DATA TO EXAMINE –
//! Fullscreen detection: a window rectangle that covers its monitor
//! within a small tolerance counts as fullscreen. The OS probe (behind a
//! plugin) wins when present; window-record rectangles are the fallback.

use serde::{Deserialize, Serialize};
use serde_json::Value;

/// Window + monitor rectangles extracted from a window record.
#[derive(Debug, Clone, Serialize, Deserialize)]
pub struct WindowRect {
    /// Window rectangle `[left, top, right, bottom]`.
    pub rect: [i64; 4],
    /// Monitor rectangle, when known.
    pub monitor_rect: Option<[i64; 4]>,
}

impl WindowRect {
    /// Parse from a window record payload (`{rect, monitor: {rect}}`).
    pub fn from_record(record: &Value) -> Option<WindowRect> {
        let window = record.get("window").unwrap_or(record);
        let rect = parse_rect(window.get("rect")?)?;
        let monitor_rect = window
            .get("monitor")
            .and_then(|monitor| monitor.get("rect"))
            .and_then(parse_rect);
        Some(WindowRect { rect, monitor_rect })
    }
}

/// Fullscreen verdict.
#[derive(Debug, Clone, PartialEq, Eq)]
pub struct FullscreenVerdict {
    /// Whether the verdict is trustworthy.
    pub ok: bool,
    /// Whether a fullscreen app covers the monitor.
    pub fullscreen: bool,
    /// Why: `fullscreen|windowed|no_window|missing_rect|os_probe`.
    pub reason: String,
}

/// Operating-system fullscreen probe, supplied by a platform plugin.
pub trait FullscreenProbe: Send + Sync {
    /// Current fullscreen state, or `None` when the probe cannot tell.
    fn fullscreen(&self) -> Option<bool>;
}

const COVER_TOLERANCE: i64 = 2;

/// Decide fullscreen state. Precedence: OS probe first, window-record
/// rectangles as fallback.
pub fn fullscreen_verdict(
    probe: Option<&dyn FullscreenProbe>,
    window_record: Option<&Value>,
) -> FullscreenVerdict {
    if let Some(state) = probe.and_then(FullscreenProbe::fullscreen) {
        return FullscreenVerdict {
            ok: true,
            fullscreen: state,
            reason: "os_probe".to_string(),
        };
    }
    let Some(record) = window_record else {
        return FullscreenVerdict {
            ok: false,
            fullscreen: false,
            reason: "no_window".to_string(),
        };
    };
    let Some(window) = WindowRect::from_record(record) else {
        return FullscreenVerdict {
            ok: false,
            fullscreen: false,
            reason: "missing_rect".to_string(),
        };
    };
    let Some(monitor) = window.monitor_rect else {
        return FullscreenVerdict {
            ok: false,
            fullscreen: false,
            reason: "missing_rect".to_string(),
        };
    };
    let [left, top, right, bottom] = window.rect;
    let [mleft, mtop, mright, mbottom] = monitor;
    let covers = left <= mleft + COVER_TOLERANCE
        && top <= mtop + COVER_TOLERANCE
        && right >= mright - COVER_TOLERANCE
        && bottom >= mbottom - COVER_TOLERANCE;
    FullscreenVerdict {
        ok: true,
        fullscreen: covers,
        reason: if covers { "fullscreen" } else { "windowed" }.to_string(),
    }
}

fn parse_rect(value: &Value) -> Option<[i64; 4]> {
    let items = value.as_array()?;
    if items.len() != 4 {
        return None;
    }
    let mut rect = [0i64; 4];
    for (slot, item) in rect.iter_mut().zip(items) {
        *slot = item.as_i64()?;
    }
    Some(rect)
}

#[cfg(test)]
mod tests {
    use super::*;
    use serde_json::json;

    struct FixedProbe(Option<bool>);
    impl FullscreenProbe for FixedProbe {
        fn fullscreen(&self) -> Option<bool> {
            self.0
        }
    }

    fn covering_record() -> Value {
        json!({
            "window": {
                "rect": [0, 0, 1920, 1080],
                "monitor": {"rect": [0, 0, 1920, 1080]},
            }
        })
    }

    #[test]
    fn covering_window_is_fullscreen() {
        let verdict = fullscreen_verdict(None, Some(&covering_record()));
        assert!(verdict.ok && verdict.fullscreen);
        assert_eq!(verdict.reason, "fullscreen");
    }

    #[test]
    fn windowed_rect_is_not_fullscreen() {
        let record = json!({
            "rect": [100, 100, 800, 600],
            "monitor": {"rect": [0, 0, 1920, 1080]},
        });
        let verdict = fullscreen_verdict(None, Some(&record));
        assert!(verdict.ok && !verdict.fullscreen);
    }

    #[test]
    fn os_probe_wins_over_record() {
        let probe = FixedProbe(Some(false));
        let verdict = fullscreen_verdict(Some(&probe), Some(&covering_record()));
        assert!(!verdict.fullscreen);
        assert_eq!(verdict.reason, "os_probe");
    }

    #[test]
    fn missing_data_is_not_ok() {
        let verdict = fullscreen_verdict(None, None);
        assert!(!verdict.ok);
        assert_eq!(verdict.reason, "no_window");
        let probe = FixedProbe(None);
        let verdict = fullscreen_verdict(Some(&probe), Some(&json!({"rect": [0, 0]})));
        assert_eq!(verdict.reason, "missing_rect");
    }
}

AIM OF THE EXERCISE –
Go through the listing above and return each line that includes the word "Whether".

ANSWER BOX –
    /// Whether the verdict is trustworthy.
    /// Whether a fullscreen app covers the monitor.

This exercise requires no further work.